* **Task details**
Look through the data below and extract, unchanged, the lines from the one that contains "literal is out" to the one that contains "let name = kind.name();", both included.

Supplied data below:

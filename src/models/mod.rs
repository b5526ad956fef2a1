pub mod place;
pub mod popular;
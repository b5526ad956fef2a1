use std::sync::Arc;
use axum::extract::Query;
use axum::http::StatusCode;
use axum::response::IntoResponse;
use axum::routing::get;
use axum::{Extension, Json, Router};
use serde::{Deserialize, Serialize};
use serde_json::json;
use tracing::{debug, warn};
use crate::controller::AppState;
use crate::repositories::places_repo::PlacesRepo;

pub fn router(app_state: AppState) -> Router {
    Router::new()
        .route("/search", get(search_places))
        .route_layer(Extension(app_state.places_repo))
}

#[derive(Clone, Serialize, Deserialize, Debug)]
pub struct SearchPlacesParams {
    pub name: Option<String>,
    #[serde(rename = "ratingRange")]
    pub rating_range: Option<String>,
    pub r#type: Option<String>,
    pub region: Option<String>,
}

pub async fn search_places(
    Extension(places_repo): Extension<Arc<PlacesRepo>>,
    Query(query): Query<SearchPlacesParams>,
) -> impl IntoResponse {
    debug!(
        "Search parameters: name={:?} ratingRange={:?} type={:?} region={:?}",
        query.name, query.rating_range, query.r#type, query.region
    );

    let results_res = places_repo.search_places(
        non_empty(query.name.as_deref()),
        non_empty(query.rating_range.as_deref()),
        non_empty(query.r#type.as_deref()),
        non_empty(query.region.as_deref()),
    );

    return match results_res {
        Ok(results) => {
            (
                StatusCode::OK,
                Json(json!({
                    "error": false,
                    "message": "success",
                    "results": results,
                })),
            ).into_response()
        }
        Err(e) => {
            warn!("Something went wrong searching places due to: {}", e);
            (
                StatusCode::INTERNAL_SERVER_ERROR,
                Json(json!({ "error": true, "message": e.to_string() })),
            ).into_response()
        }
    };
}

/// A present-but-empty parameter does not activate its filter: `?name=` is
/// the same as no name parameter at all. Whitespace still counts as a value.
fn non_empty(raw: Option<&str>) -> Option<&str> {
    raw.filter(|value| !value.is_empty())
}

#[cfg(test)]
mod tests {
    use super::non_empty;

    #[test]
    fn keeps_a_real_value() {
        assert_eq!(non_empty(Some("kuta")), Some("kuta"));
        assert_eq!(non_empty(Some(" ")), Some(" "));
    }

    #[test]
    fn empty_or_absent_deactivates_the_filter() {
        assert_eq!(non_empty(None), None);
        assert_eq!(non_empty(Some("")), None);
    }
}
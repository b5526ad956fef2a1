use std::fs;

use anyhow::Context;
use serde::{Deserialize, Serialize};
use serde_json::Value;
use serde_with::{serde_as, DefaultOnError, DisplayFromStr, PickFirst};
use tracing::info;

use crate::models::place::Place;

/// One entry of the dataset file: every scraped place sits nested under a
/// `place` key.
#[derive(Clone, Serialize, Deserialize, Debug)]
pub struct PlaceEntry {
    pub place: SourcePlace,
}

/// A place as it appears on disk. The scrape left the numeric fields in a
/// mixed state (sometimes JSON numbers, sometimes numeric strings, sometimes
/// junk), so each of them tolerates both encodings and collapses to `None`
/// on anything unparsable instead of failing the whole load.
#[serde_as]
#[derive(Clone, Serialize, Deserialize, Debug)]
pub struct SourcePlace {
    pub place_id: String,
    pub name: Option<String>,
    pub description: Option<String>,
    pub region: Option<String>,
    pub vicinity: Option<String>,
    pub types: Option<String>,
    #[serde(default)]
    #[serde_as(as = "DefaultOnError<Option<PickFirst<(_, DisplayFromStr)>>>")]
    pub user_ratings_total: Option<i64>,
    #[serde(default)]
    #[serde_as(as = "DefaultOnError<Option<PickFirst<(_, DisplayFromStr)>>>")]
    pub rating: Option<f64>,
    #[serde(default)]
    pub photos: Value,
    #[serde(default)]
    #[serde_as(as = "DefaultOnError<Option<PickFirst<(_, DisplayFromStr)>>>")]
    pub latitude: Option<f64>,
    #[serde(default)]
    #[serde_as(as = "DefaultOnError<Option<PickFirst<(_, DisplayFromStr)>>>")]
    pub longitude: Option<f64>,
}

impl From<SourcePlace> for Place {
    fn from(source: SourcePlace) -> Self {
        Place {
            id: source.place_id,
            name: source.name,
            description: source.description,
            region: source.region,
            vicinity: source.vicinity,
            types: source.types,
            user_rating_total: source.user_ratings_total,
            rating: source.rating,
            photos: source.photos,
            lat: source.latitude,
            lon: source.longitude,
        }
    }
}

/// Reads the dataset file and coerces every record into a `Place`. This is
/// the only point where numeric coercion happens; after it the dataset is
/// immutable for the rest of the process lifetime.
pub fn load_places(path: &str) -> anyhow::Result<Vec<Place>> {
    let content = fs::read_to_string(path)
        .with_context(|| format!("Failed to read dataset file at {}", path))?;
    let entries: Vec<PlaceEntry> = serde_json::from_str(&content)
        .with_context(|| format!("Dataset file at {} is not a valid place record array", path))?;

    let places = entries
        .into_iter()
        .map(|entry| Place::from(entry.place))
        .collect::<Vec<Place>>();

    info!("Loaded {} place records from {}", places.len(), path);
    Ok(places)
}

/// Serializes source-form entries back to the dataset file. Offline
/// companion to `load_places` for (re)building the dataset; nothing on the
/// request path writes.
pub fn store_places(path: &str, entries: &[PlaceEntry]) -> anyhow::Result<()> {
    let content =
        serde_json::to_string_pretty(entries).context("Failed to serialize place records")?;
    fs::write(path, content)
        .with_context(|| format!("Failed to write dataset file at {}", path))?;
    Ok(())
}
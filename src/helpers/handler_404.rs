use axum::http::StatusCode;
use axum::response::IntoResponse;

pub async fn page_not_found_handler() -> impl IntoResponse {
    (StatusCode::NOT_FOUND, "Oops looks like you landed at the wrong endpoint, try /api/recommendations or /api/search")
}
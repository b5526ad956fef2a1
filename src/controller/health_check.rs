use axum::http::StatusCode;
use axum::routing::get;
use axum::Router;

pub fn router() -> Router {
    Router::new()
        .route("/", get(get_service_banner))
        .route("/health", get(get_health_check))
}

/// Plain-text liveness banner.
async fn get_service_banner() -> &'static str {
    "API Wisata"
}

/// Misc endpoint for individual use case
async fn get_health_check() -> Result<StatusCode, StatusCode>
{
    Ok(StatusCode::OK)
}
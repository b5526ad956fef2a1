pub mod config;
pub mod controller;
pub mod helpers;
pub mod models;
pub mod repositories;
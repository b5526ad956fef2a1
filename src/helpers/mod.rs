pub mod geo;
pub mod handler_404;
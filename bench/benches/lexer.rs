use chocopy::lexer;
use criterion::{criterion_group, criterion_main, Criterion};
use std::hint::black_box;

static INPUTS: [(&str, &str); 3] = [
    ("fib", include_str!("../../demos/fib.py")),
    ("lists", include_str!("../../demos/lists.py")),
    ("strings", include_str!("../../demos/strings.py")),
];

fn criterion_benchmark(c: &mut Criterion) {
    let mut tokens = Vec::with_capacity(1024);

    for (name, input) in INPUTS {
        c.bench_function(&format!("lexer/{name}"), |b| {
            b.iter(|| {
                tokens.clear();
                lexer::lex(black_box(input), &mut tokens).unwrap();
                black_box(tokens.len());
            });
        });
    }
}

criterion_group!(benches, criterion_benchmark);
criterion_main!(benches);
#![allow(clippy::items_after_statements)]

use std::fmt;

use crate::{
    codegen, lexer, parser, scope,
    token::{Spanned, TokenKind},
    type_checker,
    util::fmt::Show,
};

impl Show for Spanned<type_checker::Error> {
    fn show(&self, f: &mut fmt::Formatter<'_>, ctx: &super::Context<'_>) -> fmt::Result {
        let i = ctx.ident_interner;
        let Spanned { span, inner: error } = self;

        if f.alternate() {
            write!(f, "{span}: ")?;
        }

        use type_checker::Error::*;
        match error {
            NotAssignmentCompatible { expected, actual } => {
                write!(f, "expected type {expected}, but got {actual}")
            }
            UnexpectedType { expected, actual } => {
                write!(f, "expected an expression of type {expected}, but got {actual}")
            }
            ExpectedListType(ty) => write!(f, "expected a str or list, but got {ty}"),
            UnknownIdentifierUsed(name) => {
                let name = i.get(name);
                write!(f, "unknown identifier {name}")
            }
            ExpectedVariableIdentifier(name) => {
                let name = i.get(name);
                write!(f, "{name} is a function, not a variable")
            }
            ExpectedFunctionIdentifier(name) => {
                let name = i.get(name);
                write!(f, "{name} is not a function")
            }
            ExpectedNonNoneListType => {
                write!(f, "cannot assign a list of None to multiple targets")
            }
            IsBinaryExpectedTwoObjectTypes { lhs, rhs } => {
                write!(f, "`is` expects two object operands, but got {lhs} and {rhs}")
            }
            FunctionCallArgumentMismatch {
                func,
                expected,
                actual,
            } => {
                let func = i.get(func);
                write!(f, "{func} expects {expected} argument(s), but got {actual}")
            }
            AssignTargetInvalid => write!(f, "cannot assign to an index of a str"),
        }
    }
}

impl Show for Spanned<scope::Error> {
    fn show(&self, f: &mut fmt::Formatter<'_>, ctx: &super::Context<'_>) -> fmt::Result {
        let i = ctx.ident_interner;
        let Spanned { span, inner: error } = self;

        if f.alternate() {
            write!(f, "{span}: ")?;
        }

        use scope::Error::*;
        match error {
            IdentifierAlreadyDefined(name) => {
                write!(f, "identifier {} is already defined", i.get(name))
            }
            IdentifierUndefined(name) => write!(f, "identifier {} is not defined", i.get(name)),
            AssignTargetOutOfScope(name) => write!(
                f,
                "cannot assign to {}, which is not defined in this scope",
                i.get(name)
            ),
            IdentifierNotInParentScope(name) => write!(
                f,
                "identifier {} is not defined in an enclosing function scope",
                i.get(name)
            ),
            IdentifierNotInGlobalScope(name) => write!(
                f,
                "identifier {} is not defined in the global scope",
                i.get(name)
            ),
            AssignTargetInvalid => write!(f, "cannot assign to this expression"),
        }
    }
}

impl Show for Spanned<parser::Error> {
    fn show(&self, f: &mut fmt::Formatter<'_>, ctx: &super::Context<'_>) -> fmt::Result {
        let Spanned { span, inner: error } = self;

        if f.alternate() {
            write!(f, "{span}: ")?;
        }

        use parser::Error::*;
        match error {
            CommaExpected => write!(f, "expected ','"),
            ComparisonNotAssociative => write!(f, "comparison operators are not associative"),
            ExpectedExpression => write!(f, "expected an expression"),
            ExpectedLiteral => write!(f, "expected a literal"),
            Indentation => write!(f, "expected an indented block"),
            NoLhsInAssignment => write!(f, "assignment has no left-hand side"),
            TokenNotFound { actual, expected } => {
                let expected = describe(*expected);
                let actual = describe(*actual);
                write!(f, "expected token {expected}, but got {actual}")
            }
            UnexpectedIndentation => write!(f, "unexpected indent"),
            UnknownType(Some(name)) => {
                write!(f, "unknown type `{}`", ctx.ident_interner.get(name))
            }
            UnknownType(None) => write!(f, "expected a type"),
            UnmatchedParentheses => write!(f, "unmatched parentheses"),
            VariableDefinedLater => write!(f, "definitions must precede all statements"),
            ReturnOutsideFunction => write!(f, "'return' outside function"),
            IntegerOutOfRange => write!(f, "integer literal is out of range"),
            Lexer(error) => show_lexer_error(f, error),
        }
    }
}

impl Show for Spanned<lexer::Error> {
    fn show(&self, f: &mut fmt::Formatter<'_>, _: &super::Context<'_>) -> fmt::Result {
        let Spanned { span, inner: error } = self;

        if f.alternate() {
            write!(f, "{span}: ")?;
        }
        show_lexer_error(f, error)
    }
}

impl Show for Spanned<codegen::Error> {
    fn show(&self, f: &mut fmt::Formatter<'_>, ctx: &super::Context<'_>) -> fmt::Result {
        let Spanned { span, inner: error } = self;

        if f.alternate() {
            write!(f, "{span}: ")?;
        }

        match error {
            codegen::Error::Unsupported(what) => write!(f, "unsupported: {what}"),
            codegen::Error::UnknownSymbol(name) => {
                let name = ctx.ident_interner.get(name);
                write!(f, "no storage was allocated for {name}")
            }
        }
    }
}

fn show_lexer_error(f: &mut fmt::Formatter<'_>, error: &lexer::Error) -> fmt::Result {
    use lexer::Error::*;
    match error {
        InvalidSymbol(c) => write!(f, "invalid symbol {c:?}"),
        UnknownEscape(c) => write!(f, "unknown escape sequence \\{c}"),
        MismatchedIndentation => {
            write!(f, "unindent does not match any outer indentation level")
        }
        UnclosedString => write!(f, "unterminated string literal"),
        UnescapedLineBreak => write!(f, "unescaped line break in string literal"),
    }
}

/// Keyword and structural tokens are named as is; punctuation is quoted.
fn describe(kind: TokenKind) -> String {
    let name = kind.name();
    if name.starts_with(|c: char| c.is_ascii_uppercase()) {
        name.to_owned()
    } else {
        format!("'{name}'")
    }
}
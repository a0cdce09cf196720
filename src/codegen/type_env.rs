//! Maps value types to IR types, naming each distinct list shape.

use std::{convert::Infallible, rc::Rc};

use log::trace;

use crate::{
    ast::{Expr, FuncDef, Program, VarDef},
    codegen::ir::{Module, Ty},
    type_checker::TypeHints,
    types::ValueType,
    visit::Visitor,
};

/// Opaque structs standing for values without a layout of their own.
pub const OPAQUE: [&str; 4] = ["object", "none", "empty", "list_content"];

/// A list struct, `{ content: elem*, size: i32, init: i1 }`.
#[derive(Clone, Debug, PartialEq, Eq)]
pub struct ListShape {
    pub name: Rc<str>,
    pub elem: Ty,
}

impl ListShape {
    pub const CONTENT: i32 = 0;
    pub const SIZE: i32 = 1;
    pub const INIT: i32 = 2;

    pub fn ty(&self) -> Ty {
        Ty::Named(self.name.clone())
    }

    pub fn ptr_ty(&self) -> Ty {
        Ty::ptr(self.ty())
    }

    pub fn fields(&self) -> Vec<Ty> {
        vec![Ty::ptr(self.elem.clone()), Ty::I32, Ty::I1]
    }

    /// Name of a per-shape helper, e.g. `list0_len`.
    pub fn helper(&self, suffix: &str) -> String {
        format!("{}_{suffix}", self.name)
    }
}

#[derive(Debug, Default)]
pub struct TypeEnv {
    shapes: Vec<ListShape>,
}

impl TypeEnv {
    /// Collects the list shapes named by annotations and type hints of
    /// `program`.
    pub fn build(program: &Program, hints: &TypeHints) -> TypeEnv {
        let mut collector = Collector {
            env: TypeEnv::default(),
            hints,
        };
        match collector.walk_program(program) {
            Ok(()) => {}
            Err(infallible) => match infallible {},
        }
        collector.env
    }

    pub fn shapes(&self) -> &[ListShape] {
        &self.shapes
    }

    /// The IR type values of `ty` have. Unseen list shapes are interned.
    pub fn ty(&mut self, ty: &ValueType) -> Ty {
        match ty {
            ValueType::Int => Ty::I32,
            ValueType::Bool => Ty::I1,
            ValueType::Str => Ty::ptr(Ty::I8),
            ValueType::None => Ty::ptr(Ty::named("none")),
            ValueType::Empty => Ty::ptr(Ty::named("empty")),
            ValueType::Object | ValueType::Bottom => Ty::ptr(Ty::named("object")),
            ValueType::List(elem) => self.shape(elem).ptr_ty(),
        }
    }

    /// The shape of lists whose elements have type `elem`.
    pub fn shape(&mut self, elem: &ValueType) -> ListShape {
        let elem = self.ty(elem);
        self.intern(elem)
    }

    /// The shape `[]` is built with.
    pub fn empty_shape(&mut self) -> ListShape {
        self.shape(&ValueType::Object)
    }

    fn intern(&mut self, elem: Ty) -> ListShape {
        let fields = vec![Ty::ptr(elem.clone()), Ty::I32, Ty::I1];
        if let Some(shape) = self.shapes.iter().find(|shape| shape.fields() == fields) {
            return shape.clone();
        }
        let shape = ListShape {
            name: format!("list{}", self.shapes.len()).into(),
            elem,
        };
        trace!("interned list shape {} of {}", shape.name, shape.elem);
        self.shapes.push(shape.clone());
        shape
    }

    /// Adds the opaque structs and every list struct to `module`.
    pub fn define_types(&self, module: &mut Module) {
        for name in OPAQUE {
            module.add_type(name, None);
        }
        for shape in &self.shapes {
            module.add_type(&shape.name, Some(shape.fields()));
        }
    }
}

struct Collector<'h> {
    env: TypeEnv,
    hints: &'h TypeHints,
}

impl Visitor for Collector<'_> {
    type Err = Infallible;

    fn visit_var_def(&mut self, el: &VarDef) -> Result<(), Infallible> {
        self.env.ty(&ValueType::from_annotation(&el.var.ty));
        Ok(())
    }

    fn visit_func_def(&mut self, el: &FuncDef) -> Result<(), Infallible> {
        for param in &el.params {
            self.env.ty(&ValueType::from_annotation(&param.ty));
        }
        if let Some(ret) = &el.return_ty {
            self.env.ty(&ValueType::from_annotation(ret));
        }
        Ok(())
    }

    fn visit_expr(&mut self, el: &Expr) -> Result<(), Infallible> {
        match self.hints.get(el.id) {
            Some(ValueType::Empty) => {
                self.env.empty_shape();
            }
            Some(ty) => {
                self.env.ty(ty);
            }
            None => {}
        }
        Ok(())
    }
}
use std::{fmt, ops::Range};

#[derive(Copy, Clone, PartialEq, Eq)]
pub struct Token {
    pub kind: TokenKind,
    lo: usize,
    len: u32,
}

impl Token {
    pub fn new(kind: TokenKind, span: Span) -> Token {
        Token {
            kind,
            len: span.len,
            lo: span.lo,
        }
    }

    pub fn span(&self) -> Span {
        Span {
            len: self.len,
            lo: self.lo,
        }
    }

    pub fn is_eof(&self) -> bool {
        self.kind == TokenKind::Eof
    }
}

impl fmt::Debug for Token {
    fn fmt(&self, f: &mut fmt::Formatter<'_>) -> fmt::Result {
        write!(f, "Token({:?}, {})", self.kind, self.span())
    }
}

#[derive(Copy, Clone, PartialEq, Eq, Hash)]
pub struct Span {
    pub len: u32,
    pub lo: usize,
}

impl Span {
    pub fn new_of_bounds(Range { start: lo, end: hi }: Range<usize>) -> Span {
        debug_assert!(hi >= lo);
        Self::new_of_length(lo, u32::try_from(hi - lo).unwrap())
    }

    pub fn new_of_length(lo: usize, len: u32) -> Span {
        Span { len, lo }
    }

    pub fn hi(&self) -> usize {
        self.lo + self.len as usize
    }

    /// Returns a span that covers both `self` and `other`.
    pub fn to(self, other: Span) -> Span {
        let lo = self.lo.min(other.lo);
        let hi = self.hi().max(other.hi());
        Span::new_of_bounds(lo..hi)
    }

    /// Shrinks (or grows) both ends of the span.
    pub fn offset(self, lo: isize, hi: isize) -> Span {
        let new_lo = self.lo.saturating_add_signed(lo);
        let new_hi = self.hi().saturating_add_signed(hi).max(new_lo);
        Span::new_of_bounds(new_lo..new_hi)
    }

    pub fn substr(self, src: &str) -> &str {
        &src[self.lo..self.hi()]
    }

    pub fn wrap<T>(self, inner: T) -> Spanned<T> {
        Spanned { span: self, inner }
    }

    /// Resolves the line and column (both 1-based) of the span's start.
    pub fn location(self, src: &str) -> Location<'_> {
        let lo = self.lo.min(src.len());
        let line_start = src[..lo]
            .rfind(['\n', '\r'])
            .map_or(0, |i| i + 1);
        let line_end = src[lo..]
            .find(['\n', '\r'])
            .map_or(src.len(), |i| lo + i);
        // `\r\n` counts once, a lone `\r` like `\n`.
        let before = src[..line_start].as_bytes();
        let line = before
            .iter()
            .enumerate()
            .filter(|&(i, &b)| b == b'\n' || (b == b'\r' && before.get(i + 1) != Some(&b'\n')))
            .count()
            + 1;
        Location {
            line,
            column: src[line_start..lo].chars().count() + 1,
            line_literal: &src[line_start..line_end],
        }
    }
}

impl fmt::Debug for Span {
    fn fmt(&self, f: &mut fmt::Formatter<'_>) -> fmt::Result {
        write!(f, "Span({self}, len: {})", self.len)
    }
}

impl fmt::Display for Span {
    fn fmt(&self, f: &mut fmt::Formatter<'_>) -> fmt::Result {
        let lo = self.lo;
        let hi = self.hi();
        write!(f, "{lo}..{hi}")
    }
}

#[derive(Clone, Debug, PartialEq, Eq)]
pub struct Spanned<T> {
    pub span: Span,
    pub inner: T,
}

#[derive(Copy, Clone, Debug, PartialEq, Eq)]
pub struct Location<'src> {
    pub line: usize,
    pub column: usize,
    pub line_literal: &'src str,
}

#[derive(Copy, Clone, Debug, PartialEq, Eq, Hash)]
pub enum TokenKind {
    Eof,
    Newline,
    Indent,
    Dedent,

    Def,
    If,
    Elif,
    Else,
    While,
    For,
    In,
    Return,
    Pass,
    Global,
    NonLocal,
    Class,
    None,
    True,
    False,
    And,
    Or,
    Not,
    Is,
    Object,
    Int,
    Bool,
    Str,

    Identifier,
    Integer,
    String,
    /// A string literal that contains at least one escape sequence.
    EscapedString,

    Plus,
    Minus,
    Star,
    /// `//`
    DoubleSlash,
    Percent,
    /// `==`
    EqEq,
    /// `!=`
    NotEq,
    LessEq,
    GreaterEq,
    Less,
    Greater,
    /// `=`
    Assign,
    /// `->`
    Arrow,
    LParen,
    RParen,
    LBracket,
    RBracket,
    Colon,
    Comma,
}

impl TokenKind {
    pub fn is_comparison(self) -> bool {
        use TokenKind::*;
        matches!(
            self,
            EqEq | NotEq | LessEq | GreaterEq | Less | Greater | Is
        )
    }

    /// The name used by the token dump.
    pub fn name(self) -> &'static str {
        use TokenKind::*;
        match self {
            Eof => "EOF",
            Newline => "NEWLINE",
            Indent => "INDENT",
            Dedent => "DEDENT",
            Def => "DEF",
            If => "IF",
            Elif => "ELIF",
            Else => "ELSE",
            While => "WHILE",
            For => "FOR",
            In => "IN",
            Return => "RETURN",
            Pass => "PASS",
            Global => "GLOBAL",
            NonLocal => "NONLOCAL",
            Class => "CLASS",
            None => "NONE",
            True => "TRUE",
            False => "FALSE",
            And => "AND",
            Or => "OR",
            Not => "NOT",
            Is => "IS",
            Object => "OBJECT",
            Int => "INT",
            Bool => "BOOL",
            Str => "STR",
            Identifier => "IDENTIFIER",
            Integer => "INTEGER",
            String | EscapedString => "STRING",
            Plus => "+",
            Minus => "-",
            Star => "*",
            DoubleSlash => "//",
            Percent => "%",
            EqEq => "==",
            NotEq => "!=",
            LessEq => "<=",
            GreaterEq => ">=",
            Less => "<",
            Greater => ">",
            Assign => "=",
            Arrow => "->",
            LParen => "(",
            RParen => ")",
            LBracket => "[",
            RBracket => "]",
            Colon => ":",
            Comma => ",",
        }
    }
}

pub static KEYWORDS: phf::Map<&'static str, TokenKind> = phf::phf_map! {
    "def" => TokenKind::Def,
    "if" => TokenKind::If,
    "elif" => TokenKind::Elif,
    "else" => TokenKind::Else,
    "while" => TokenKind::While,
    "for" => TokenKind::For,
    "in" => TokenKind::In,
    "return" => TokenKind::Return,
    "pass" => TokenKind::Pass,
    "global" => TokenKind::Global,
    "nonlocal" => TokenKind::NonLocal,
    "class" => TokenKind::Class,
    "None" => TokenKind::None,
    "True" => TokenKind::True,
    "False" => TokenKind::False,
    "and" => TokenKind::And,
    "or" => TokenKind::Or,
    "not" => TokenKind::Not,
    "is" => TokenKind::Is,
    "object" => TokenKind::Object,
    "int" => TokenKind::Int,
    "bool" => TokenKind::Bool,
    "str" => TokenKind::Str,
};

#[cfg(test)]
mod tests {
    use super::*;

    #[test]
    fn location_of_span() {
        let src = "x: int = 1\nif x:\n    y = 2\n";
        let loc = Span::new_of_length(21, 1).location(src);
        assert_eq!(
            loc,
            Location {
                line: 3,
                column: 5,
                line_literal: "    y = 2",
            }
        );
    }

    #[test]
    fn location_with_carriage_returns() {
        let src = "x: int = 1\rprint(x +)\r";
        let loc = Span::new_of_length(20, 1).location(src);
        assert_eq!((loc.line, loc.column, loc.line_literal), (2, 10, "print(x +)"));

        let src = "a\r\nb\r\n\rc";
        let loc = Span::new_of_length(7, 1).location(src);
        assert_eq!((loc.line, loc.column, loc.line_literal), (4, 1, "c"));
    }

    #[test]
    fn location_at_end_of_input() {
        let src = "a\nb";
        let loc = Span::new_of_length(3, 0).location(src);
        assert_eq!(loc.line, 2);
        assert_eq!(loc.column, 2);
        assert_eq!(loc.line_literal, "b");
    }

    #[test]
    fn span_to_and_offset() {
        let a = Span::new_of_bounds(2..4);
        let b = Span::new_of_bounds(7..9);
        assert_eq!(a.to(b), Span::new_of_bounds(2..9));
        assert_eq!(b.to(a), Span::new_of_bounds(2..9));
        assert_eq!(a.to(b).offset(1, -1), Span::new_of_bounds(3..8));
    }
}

End of Supplied data.

* **Exercise response**
            IntegerOutOfRange => write!(f, "integer literal is out of range"),
            Lexer(error) => show_lexer_error(f, error),
        }
    }
}

impl Show for Spanned<lexer::Error> {
    fn show(&self, f: &mut fmt::Formatter<'_>, _: &super::Context<'_>) -> fmt::Result {
        let Spanned { span, inner: error } = self;

        if f.alternate() {
            write!(f, "{span}: ")?;
        }
        show_lexer_error(f, error)
    }
}

impl Show for Spanned<codegen::Error> {
    fn show(&self, f: &mut fmt::Formatter<'_>, ctx: &super::Context<'_>) -> fmt::Result {
        let Spanned { span, inner: error } = self;

        if f.alternate() {
            write!(f, "{span}: ")?;
        }

        match error {
            codegen::Error::Unsupported(what) => write!(f, "unsupported: {what}"),
            codegen::Error::UnknownSymbol(name) => {
                let name = ctx.ident_interner.get(name);
                write!(f, "no storage was allocated for {name}")
            }
        }
    }
}

fn show_lexer_error(f: &mut fmt::Formatter<'_>, error: &lexer::Error) -> fmt::Result {
    use lexer::Error::*;
    match error {
        InvalidSymbol(c) => write!(f, "invalid symbol {c:?}"),
        UnknownEscape(c) => write!(f, "unknown escape sequence \\{c}"),
        MismatchedIndentation => {
            write!(f, "unindent does not match any outer indentation level")
        }
        UnclosedString => write!(f, "unterminated string literal"),
        UnescapedLineBreak => write!(f, "unescaped line break in string literal"),
    }
}

/// Keyword and structural tokens are named as is; punctuation is quoted.
fn describe(kind: TokenKind) -> String {
    let name = kind.name();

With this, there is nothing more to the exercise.